Pinnacles repeat as PSCL Bill Gillespie Challenge Cup champs

LaDawn Latawiec and Alana Parker score to secure championship for Pinnacles over Victoria squad

The Pacific Coast Soccer League’s Bill Gillespie Challenge Cup is staying in Penticton thanks to a 2-1 win over the Peninsula Co-op Highlanders Sunday at King’s Park.

“I’m beyond excited. I can’t really put it into words,” said Pinnacles captain Alana Parker, who netted the winner with about 10 minutes remaining. “We battled hard, they were the favourite to win. They won the league. We hadn’t won against them in the whole season.”

Parker said the group knew they could win if they finished their chances. Parker, who had just one goal on the season, didn’t make a mistake, burying her shot into the low right side.

“I wasn’t coming off a lot of positivity,” she said. “To be able to make that run and get the ball, put it in the net, feels great. I was beyond excited. I knew we had the game after that.”

The Pinnacles opened the scoring on a header by LaDawn Latawiec on a corner kick, but the Highlanders tied it at 1-1 just before the opening half ended.

“I thought we played really well. There were nerves early on,” said Parker. “We had some poor touches, but once we got our confidence and the feel of the game, and started to create chances, we played really well.”

Peninsula Co-op Highlanders coach Nikki Kaufmann said her team played outstanding, but commended the Pinnacles.

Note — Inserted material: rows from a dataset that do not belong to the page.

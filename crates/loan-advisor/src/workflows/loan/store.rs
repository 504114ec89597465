use std::path::Path;
use std::sync::{Mutex, MutexGuard};

use chrono::{DateTime, Utc};
use rusqlite::{params, Connection, OptionalExtension, Row};
use tracing::info;

use super::domain::{ApplicationRecord, NewLoanRequest, PredictionLabel, RequestId};
use super::repository::{LoanRequestRepository, RepositoryError};

const CREATE_TABLE: &str = "CREATE TABLE IF NOT EXISTS loan_request (
    id                 INTEGER PRIMARY KEY AUTOINCREMENT,
    gender             TEXT,
    married            TEXT,
    dependents         TEXT,
    education          TEXT,
    self_employed      TEXT,
    applicant_income   REAL,
    coapplicant_income REAL,
    loan_amount        REAL,
    loan_term          INTEGER,
    credit_history     REAL,
    property_area      TEXT,
    prediction         TEXT NOT NULL,
    request_date       TEXT
)";

const SELECT_COLUMNS: &str = "SELECT id, gender, married, dependents, education, self_employed,
    applicant_income, coapplicant_income, loan_amount, loan_term, credit_history,
    property_area, prediction, request_date FROM loan_request";

/// Durable request store backed by a single SQLite file.
pub struct SqliteRequestStore {
    connection: Mutex<Connection>,
}

fn unavailable(err: rusqlite::Error) -> RepositoryError {
    RepositoryError::Unavailable(err.to_string())
}

impl SqliteRequestStore {
    pub fn open(path: &Path) -> Result<Self, RepositoryError> {
        let connection = Connection::open(path).map_err(unavailable)?;
        info!(path = %path.display(), "opened loan request store");
        Self::with_connection(connection)
    }

    pub fn open_in_memory() -> Result<Self, RepositoryError> {
        Self::with_connection(Connection::open_in_memory().map_err(unavailable)?)
    }

    fn with_connection(connection: Connection) -> Result<Self, RepositoryError> {
        connection.execute(CREATE_TABLE, []).map_err(unavailable)?;
        Ok(Self {
            connection: Mutex::new(connection),
        })
    }

    fn connection(&self) -> Result<MutexGuard<'_, Connection>, RepositoryError> {
        self.connection
            .lock()
            .map_err(|_| RepositoryError::Unavailable("connection mutex poisoned".to_string()))
    }
}

/// Column values as SQLite hands them back, before label/timestamp parsing.
struct StoredRow {
    id: i64,
    gender: Option<String>,
    married: Option<String>,
    dependents: Option<String>,
    education: Option<String>,
    self_employed: Option<String>,
    applicant_income: Option<f64>,
    coapplicant_income: Option<f64>,
    loan_amount: Option<f64>,
    loan_term: Option<i64>,
    credit_history: Option<f64>,
    property_area: Option<String>,
    prediction: String,
    request_date: Option<String>,
}

impl StoredRow {
    fn from_row(row: &Row<'_>) -> rusqlite::Result<Self> {
        Ok(Self {
            id: row.get(0)?,
            gender: row.get(1)?,
            married: row.get(2)?,
            dependents: row.get(3)?,
            education: row.get(4)?,
            self_employed: row.get(5)?,
            applicant_income: row.get(6)?,
            coapplicant_income: row.get(7)?,
            loan_amount: row.get(8)?,
            loan_term: row.get(9)?,
            credit_history: row.get(10)?,
            property_area: row.get(11)?,
            prediction: row.get(12)?,
            request_date: row.get(13)?,
        })
    }

    fn into_record(self) -> Result<ApplicationRecord, RepositoryError> {
        let prediction: PredictionLabel = self
            .prediction
            .parse()
            .map_err(|err| RepositoryError::Corrupt(format!("request {}: {err}", self.id)))?;

        let request_date = self
            .request_date
            .map(|raw| {
                DateTime::parse_from_rfc3339(&raw)
                    .map(|stamp| stamp.with_timezone(&Utc))
                    .map_err(|err| {
                        RepositoryError::Corrupt(format!(
                            "request {}: bad timestamp '{raw}' ({err})",
                            self.id
                        ))
                    })
            })
            .transpose()?;

        Ok(ApplicationRecord {
            id: RequestId(self.id),
            gender: self.gender,
            married: self.married,
            dependents: self.dependents,
            education: self.education,
            self_employed: self.self_employed,
            applicant_income: self.applicant_income,
            coapplicant_income: self.coapplicant_income,
            loan_amount: self.loan_amount,
            loan_term: self.loan_term,
            credit_history: self.credit_history,
            property_area: self.property_area,
            prediction,
            request_date,
        })
    }
}

impl LoanRequestRepository for SqliteRequestStore {
    fn insert(&self, request: NewLoanRequest) -> Result<ApplicationRecord, RepositoryError> {
        let connection = self.connection()?;
        let application = &request.application;
        connection
            .execute(
                "INSERT INTO loan_request (gender, married, dependents, education, self_employed,
                    applicant_income, coapplicant_income, loan_amount, loan_term, credit_history,
                    property_area, prediction, request_date)
                 VALUES (?1, ?2, ?3, ?4, ?5, ?6, ?7, ?8, ?9, ?10, ?11, ?12, ?13)",
                params![
                    application.gender,
                    application.married,
                    application.dependents,
                    application.education,
                    application.self_employed,
                    application.applicant_income,
                    application.coapplicant_income,
                    application.loan_amount,
                    application.loan_term.trunc() as i64,
                    application.credit_history,
                    application.property_area,
                    request.prediction.label(),
                    request.requested_at.to_rfc3339(),
                ],
            )
            .map_err(unavailable)?;

        let id = RequestId(connection.last_insert_rowid());
        Ok(request.into_record(id))
    }

    fn fetch(&self, id: RequestId) -> Result<Option<ApplicationRecord>, RepositoryError> {
        let connection = self.connection()?;
        let row = connection
            .query_row(
                &format!("{SELECT_COLUMNS} WHERE id = ?1"),
                params![id.0],
                StoredRow::from_row,
            )
            .optional()
            .map_err(unavailable)?;
        row.map(StoredRow::into_record).transpose()
    }

    fn all(&self) -> Result<Vec<ApplicationRecord>, RepositoryError> {
        let connection = self.connection()?;
        let mut statement = connection
            .prepare(&format!("{SELECT_COLUMNS} ORDER BY id"))
            .map_err(unavailable)?;
        let rows = statement
            .query_map([], StoredRow::from_row)
            .map_err(unavailable)?
            .collect::<Result<Vec<_>, _>>()
            .map_err(unavailable)?;
        rows.into_iter().map(StoredRow::into_record).collect()
    }

    fn delete(&self, id: RequestId) -> Result<(), RepositoryError> {
        let connection = self.connection()?;
        let removed = connection
            .execute("DELETE FROM loan_request WHERE id = ?1", params![id.0])
            .map_err(unavailable)?;
        if removed == 0 {
            return Err(RepositoryError::NotFound(id));
        }
        Ok(())
    }

    fn count(&self) -> Result<usize, RepositoryError> {
        let connection = self.connection()?;
        let count: i64 = connection
            .query_row("SELECT COUNT(*) FROM loan_request", [], |row| row.get(0))
            .map_err(unavailable)?;
        Ok(count as usize)
    }

    fn repair_missing_timestamps(&self, now: DateTime<Utc>) -> Result<usize, RepositoryError> {
        let connection = self.connection()?;
        connection
            .execute(
                "UPDATE loan_request SET request_date = ?1 WHERE request_date IS NULL",
                params![now.to_rfc3339()],
            )
            .map_err(unavailable)
    }
}

#[cfg(test)]
mod tests {
    use super::*;
    use crate::workflows::loan::domain::LoanApplication;
    use chrono::TimeZone;

    fn request(prediction: PredictionLabel) -> NewLoanRequest {
        NewLoanRequest {
            application: LoanApplication {
                gender: "Male".to_string(),
                married: "Yes".to_string(),
                dependents: "3+".to_string(),
                dependents_count: 3.0,
                education: "Graduate".to_string(),
                self_employed: "No".to_string(),
                applicant_income: 4000.0,
                coapplicant_income: 1500.0,
                loan_amount: 250.0,
                loan_term: 360.0,
                credit_history: 0.0,
                property_area: "Semiurban".to_string(),
            },
            prediction,
            requested_at: Utc.with_ymd_and_hms(2025, 3, 14, 9, 30, 0).unwrap(),
        }
    }

    #[test]
    fn insert_assigns_ids_and_round_trips_columns() {
        let store = SqliteRequestStore::open_in_memory().expect("store opens");
        let first = store
            .insert(request(PredictionLabel::Rejected))
            .expect("insert");
        let second = store
            .insert(request(PredictionLabel::Approved))
            .expect("insert");
        assert!(second.id > first.id);

        let loaded = store.fetch(first.id).expect("fetch").expect("present");
        assert_eq!(loaded, first);
        assert_eq!(loaded.dependents.as_deref(), Some("3+"));
        assert_eq!(loaded.loan_term, Some(360));
        assert_eq!(store.count().expect("count"), 2);
        assert_eq!(store.all().expect("all").len(), 2);
    }

    #[test]
    fn delete_reports_missing_ids() {
        let store = SqliteRequestStore::open_in_memory().expect("store opens");
        let record = store
            .insert(request(PredictionLabel::Approved))
            .expect("insert");
        store.delete(record.id).expect("delete");
        assert!(store.fetch(record.id).expect("fetch").is_none());
        assert!(matches!(
            store.delete(record.id),
            Err(RepositoryError::NotFound(id)) if id == record.id
        ));
    }

    #[test]
    fn repair_only_touches_null_timestamps() {
        let store = SqliteRequestStore::open_in_memory().expect("store opens");
        let kept = store
            .insert(request(PredictionLabel::Approved))
            .expect("insert");
        let legacy = store
            .insert(request(PredictionLabel::Rejected))
            .expect("insert");
        store
            .connection()
            .expect("lock")
            .execute(
                "UPDATE loan_request SET request_date = NULL WHERE id = ?1",
                params![legacy.id.0],
            )
            .expect("null out timestamp");

        let now = Utc.with_ymd_and_hms(2025, 6, 1, 0, 0, 0).unwrap();
        assert_eq!(store.repair_missing_timestamps(now).expect("repair"), 1);
        assert_eq!(store.repair_missing_timestamps(now).expect("repair"), 0);

        let repaired = store.fetch(legacy.id).expect("fetch").expect("present");
        assert_eq!(repaired.request_date, Some(now));
        let untouched = store.fetch(kept.id).expect("fetch").expect("present");
        assert_eq!(untouched.request_date, kept.request_date);
    }

    #[test]
    fn unknown_prediction_text_is_corrupt() {
        let store = SqliteRequestStore::open_in_memory().expect("store opens");
        let record = store
            .insert(request(PredictionLabel::Approved))
            .expect("insert");
        store
            .connection()
            .expect("lock")
            .execute(
                "UPDATE loan_request SET prediction = 'Maybe' WHERE id = ?1",
                params![record.id.0],
            )
            .expect("tamper");
        assert!(matches!(store.all(), Err(RepositoryError::Corrupt(_))));
    }
}
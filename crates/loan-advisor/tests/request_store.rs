//! The SQLite-backed store behind the service facade: durability across
//! reopen, seeding, and reporting over persisted rows.

use std::path::PathBuf;
use std::sync::Arc;

use loan_advisor::workflows::loan::scoring::RawApplication;
use loan_advisor::workflows::loan::{
    LoanRequestRepository, LoanRequestService, LoanScorer, PredictionLabel, SqliteRequestStore,
};

fn database_path(name: &str) -> PathBuf {
    let path = std::env::temp_dir().join(format!(
        "loan-advisor-{}-{name}.db",
        std::process::id()
    ));
    let _ = std::fs::remove_file(&path);
    path
}

fn form_application() -> RawApplication {
    RawApplication::new()
        .with("gender", "Female")
        .with("married", "No")
        .with("dependents", "1")
        .with("education", "Graduate")
        .with("self_employed", "No")
        .with("applicant_income", " 3500 ")
        .with("coapplicant_income", "0")
        .with("loan_amount", "90")
        .with("loan_term", "180")
        .with("credit_history", "0")
        .with("property_area", "Semiurban")
}

#[test]
fn submitted_requests_survive_reopening_the_store() {
    let path = database_path("durable");

    let submitted = {
        let store = Arc::new(SqliteRequestStore::open(&path).expect("open store"));
        let service = LoanRequestService::new(Arc::new(LoanScorer::fallback_only("none")), store);
        service.submit(&form_application()).expect("submit")
    };
    assert_eq!(submitted.prediction, PredictionLabel::Approved);

    let reopened = SqliteRequestStore::open(&path).expect("reopen store");
    let records = reopened.all().expect("all");
    assert_eq!(records.len(), 1);
    assert_eq!(records[0].id, submitted.id);
    assert_eq!(records[0].applicant_income, Some(3500.0));
    assert_eq!(records[0].loan_term, Some(180));
    assert!(records[0].request_date.is_some());

    drop(reopened);
    std::fs::remove_file(path).ok();
}

#[test]
fn seeded_store_produces_a_full_report() {
    let store = Arc::new(SqliteRequestStore::open_in_memory().expect("open store"));
    let service = LoanRequestService::new(
        Arc::new(LoanScorer::fallback_only("none")),
        store.clone(),
    );

    assert_eq!(service.seed_samples_if_empty().expect("seed"), 5);
    let outcome = service.exploratory_report();
    let report = outcome.report().expect("report computed");

    assert_eq!(report.total_requests, 5);
    assert_eq!(report.approval_distribution.values, [3, 2]);
    assert_eq!(report.self_employed_analysis["Yes"].count, 1);
    assert_eq!(report.self_employed_analysis["No"].approval_rate, 75.0);

    let charts = service.chart_data();
    let charts = charts.charts().expect("charts computed");
    assert_eq!(charts.approval_rates["area_Urban"], 100.0);
    assert_eq!(store.count().expect("count"), 5);
}
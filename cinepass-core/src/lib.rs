mod auth;
mod bookings;
mod db;
mod movies;
mod util;

use std::sync::Arc;

pub use auth::*;
pub use bookings::*;
pub use db::*;
pub use movies::*;

/// The cinepass system, facilitating the movie catalog, seat reservations,
/// and authentication.
pub struct Cinepass<Db> {
    pub auth: Auth<Db>,
    pub bookings: BookingManager<Db>,
    pub movies: MovieManager<Db>,
}

impl<Db> Cinepass<Db>
where
    Db: Database,
{
    pub fn new(database: Db) -> Self {
        let database = Arc::new(database);

        Self {
            auth: Auth::new(&database),
            bookings: BookingManager::new(&database),
            movies: MovieManager::new(&database),
        }
    }
}
use cinepass_server::{logging::init_logger, run_server};

#[tokio::main]
async fn main() {
    init_logger();
    run_server().await;
}
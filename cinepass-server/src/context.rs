use std::sync::Arc;

use axum::extract::FromRef;
use cinepass_core::{Cinepass, PgDatabase};

#[derive(Clone, FromRef)]
pub struct ServerContext {
    pub cinepass: Arc<Cinepass<PgDatabase>>,
}
#[derive(Debug, FromRow)]
struct MovieRow {
    id: PrimaryKey,
    title: String,
    description: String,
    poster_path: Option<String>,
    film_type: String,
    duration_minutes: i32,
}

#[derive(Debug, FromRow)]
struct BookingRow {
    id: PrimaryKey,
    seat_number: String,
    party_date: String,
    party_number: i32,
    price: f64,
    extras: serde_json::Value,
    created_at: DateTime<Utc>,
    user_id: PrimaryKey,
    username: String,
    password: String,
    display_name: String,
    is_admin: bool,
    movie_id: PrimaryKey,
    title: String,
    description: String,
    poster_path: Option<String>,
    film_type: String,
    duration_minutes: i32,
}

impl From<UserRow> for UserData {
    fn from(row: UserRow) -> Self {
        Self {
            id: row.id,
            username: row.username,
            password: row.password,
            display_name: row.display_name,
            is_admin: row.is_admin,
        }
    }
}

impl From<SessionRow> for SessionData {
    fn from(row: SessionRow) -> Self {
        Self {
            id: row.id,
            token: row.token,
            user: UserData {
                id: row.user_id,
                username: row.username,
                password: row.password,
                display_name: row.display_name,
                is_admin: row.is_admin,
            },
        }
    }
}

impl From<MovieRow> for MovieData {
    fn from(row: MovieRow) -> Self {
        Self {
            id: row.id,
            title: row.title,
            description: row.description,
            poster_path: row.poster_path,
            film_type: row.film_type,
            duration_minutes: row.duration_minutes,
        }
    }
}

impl From<BookingRow> for BookingData {
    fn from(row: BookingRow) -> Self {
        Self {
            id: row.id,
            seat_number: row.seat_number,
            party_date: row.party_date,
            party_number: row.party_number,
            price: row.price,
            extras: row.extras,
            created_at: row.created_at,
            user: UserData {
                id: row.user_id,
                username: row.username,
                password: row.password,
                display_name: row.display_name,
                is_admin: row.is_admin,
            },
            movie: MovieData {
                id: row.movie_id,
                title: row.title,
                description: row.description,
                poster_path: row.poster_path,
                film_type: row.film_type,
                duration_minutes: row.duration_minutes,
            },
        }
    }
}

#[async_trait]
impl Database for PgDatabase {
    async fn check_for_admin(&self) -> Result<bool> {
        let result = sqlx::query("SELECT id FROM users WHERE is_admin = true")
            .fetch_one(&self.pool)
            .await;

        match result {
            Ok(_) => Ok(true),
            Err(e) => match e {
                SqlxError::RowNotFound => Ok(false),
                e => Err(e.any()),
            },
        }
    }

    async fn user_by_id(&self, user_id: PrimaryKey) -> Result<UserData> {
        sqlx::query_as::<_, UserRow>("SELECT * FROM users WHERE id = $1")
            .bind(user_id)
            .fetch_one(&self.pool)
            .await
            .map(Into::into)
            .map_err(|e| e.not_found_or("user", "id"))
    }

    async fn user_by_username(&self, username: &str) -> Result<UserData> {
        sqlx::query_as::<_, UserRow>("SELECT * FROM users WHERE username = $1")
            .bind(username)
            .fetch_one(&self.pool)
            .await
            .map(Into::into)
            .map_err(|e| e.not_found_or("user", "username"))
    }

    async fn create_user(&self, new_user: NewUser) -> Result<UserData> {
        sqlx::query_as::<_, UserRow>(
            "INSERT INTO users (username, password, display_name, is_admin)
             VALUES ($1, $2, $3, $4) RETURNING *",
        )
        .bind(&new_user.username)
        .bind(&new_user.password)
        .bind(&new_user.display_name)
        .bind(new_user.is_admin)
        .fetch_one(&self.pool)
        .await
        .map(Into::into)
        .map_err(|e| conflict_on_unique(e, "user", "username", &new_user.username))
    }

    async fn session_by_token(&self, token: &str) -> Result<SessionData> {
        sqlx::query_as::<_, SessionRow>(
            "SELECT
                sessions.id,
                sessions.token,
                users.id AS user_id,
                users.username,
                users.password,
                users.display_name,
                users.is_admin
            FROM sessions
                INNER JOIN users ON sessions.user_id = users.id
            WHERE token = $1 AND expires_at > now()",
        )
        .bind(token)
        .fetch_one(&self.pool)
        .await
        .map(Into::into)
        .map_err(|e| e.not_found_or("session", "token"))
    }

    async fn create_session(&self, new_session: NewSession) -> Result<SessionData> {
        sqlx::query(
            "INSERT INTO sessions (token, user_id, expires_at) VALUES ($1, $2, $3)",
        )
        .bind(&new_session.token)
        .bind(new_session.user_id)
        .bind(new_session.expires_at)
        .execute(&self.pool)
        .await
        .map_err(|e| e.any())?;

        self.session_by_token(&new_session.token).await
    }

    async fn delete_session_by_token(&self, token: &str) -> Result<()> {
        sqlx::query("DELETE FROM sessions WHERE token = $1")
            .bind(token)
            .execute(&self.pool)
            .await
            .map_err(|e| e.any())?;

        Ok(())
    }

    async fn clear_expired_sessions(&self) -> Result<()> {
        sqlx::query("DELETE FROM sessions WHERE expires_at <= now()")
            .execute(&self.pool)
            .await
            .map_err(|e| e.any())?;

        Ok(())
    }

    async fn movie_by_id(&self, movie_id: PrimaryKey) -> Result<MovieData> {
        sqlx::query_as::<_, MovieRow>("SELECT * FROM movies WHERE id = $1")
            .bind(movie_id)
            .fetch_one(&self.pool)
            .await
            .map(Into::into)
            .map_err(|e| e.not_found_or("movie", "id"))
    }

    async fn list_movies(&self) -> Result<Vec<MovieData>> {
        let rows = sqlx::query_as::<_, MovieRow>("SELECT * FROM movies ORDER BY id DESC")
            .fetch_all(&self.pool)
            .await
            .map_err(|e| e.any())?;

        Ok(rows.into_iter().map(Into::into).collect())
    }

    async fn create_movie(&self, new_movie: NewMovie) -> Result<MovieData> {
        sqlx::query_as::<_, MovieRow>(
            "INSERT INTO movies (title, description, poster_path, film_type, duration_minutes)
             VALUES ($1, $2, $3, $4, $5) RETURNING *",
        )
        .bind(&new_movie.title)
        .bind(&new_movie.description)
        .bind(&new_movie.poster_path)
        .bind(&new_movie.film_type)
        .bind(new_movie.duration_minutes)
        .fetch_one(&self.pool)
        .await
        .map(Into::into)
        .map_err(|e| e.any())
    }

    async fn update_movie(&self, updated_movie: UpdatedMovie) -> Result<MovieData> {
        let movie = self.movie_by_id(updated_movie.id).await?;

        sqlx::query_as::<_, MovieRow>(
            "UPDATE movies
             SET title = $1, description = $2, poster_path = $3, film_type = $4, duration_minutes = $5
             WHERE id = $6 RETURNING *",
        )
        .bind(&updated_movie.title)
        .bind(&updated_movie.description)
        .bind(updated_movie.poster_path.or(movie.poster_path))
        .bind(&updated_movie.film_type)
        .bind(updated_movie.duration_minutes)
        .bind(updated_movie.id)
        .fetch_one(&self.pool)
        .await
        .map(Into::into)
        .map_err(|e| e.any())
    }

    async fn delete_movie(&self, movie_id: PrimaryKey) -> Result<()> {
        let result = sqlx::query("DELETE FROM movies WHERE id = $1")
            .bind(movie_id)
            .execute(&self.pool)
            .await
            .map_err(|e| conflict_on_restrict(e, "movie", "bookings", movie_id))?;

        if result.rows_affected() == 0 {
            return Err(DatabaseError::NotFound {
                resource: "movie",
                identifier: "id",
            });
        }

        Ok(())
    }

    async fn booking_by_id(&self, booking_id: PrimaryKey) -> Result<BookingData> {
        let query = format!("{} WHERE bookings.id = $1", BOOKING_QUERY);

        sqlx::query_as::<_, BookingRow>(&query)
            .bind(booking_id)
            .fetch_one(&self.pool)
            .await
            .map(Into::into)
            .map_err(|e| e.not_found_or("booking", "id"))
    }

    async fn booking_by_seat(
        &self,
        movie_id: PrimaryKey,
        party_date: &str,
        seat_number: &str,
    ) -> Result<BookingData> {
        let query = format!(
            "{} WHERE bookings.movie_id = $1 AND bookings.party_date = $2 AND bookings.seat_number = $3",
            BOOKING_QUERY
        );

        sqlx::query_as::<_, BookingRow>(&query)
            .bind(movie_id)
            .bind(party_date)
            .bind(seat_number)
            .fetch_one(&self.pool)
            .await
            .map(Into::into)
            .map_err(|e| e.not_found_or("booking", "seat_number"))
    }

    async fn list_bookings(&self) -> Result<Vec<BookingData>> {
        let query = format!("{} ORDER BY bookings.id", BOOKING_QUERY);

        let rows = sqlx::query_as::<_, BookingRow>(&query)
            .fetch_all(&self.pool)
            .await
            .map_err(|e| e.any())?;

        Ok(rows.into_iter().map(Into::into).collect())
    }

    async fn list_bookings_by_user(&self, user_id: PrimaryKey) -> Result<Vec<BookingData>> {
        let query = format!(
            "{} WHERE bookings.user_id = $1 ORDER BY bookings.id",
            BOOKING_QUERY
        );

        let rows = sqlx::query_as::<_, BookingRow>(&query)
            .bind(user_id)
            .fetch_all(&self.pool)
            .await
            .map_err(|e| e.any())?;

        Ok(rows.into_iter().map(Into::into).collect())
    }

    async fn booked_seats(&self, movie_id: PrimaryKey, party_date: &str) -> Result<Vec<String>> {
        let rows: Vec<(String,)> = sqlx::query_as(
            "SELECT seat_number FROM bookings WHERE movie_id = $1 AND party_date = $2",
        )
        .bind(movie_id)
        .bind(party_date)
        .fetch_all(&self.pool)
        .await
        .map_err(|e| e.any())?;

        Ok(rows.into_iter().map(|(seat,)| seat).collect())
    }

    async fn create_booking(&self, new_booking: NewBooking) -> Result<BookingData> {
        let inserted: (PrimaryKey,) = sqlx::query_as(
            "INSERT INTO bookings (user_id, movie_id, seat_number, party_date, party_number, price, extras)
             VALUES ($1, $2, $3, $4, $5, $6, $7) RETURNING id",
        )
        .bind(new_booking.user_id)
        .bind(new_booking.movie_id)
        .bind(&new_booking.seat_number)
        .bind(&new_booking.party_date)
        .bind(new_booking.party_number)
        .bind(new_booking.price)
        .bind(&new_booking.extras)
        .fetch_one(&self.pool)
        .await
        .map_err(|e| conflict_on_unique(e, "booking", "seat_number", &new_booking.seat_number))?;

        self.booking_by_id(inserted.0).await
    }

    async fn update_booking(&self, updated_booking: UpdatedBooking) -> Result<BookingData> {
        let booking = self.booking_by_id(updated_booking.id).await?;

        sqlx::query(
            "UPDATE bookings
             SET user_id = $1, movie_id = $2, seat_number = $3, party_date = $4,
                 party_number = $5, price = $6, extras = $7
             WHERE id = $8",
        )
        .bind(updated_booking.user_id)
        .bind(updated_booking.movie_id)
        .bind(&updated_booking.seat_number)
        .bind(&updated_booking.party_date)
        .bind(updated_booking.party_number)
        .bind(updated_booking.price)
        .bind(updated_booking.extras.unwrap_or(booking.extras))
        .bind(updated_booking.id)
        .execute(&self.pool)
        .await
        .map_err(|e| conflict_on_unique(e, "booking", "seat_number", &updated_booking.seat_number))?;

        self.booking_by_id(updated_booking.id).await
    }

    async fn delete_booking(&self, booking_id: PrimaryKey) -> Result<()> {
        let result = sqlx::query("DELETE FROM bookings WHERE id = $1")
            .bind(booking_id)
            .execute(&self.pool)
            .await
            .map_err(|e| e.any())?;

        if result.rows_affected() == 0 {
            return Err(DatabaseError::NotFound {
                resource: "booking",
                identifier: "id",
            });
        }

        Ok(())
    }
}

“They didn’t make it easy for us,” said Kaufmann. “They came out to play and to win. It’s great for them on home turf.”

The Pinnacles received strong goalkeeping from Emily Edmundson, who made the saves when called upon. However, Edmundson said she wasn’t challenged a lot.

“There weren’t a whole lot of strong scoring chances because a lot of them were blocked or kicked away,” said Edmundson, who plays for the Thompson Rivers University WolfPack. “There was one off the cross bar in the first half. Their goal was obviously a pretty good shot.”

Edmundson said it’s a great feeling to win again.

“I couldn’t have done it with a better group of girls,” the Kamloops product said. “Makes the whole season worth it.”

Coach Ray Hintz’s excitement was for his players.

“It feels so good for the girls,” he said. “Just the commitment level they picked up in the last two or three weeks, it was great. Very happy for every individual on the team.”

Pinnacles veteran Jana Yates was named most valuable player for the tournament and the Summerland product said she was surprised and happy to get that recognition.

“It was a tough weekend for me. It’s nice to have that to hold,” said Yates, who ended up with a few bumps and bruises. “Sitting on the bench the last 20 minutes, letting our team go ahead and take care of things, score a goal, it’s exciting. I’m proud of us.”

On the men’s side, the Tim Horton’s Pinnacles lost to the eventual champions, the Victoria Highlanders 2-1 in a shootout Saturday. The Pinnacles opened the scoring on a goal by Randy Hubber, but couldn’t hold their lead in the second half as the Highlanders got the equalizer on a corner kick.

“We were unlucky to concede the way we did off of a set piece,” said Pinnacles player/coach Wyatt Seddon-Johnstone. “I thought we played very well.”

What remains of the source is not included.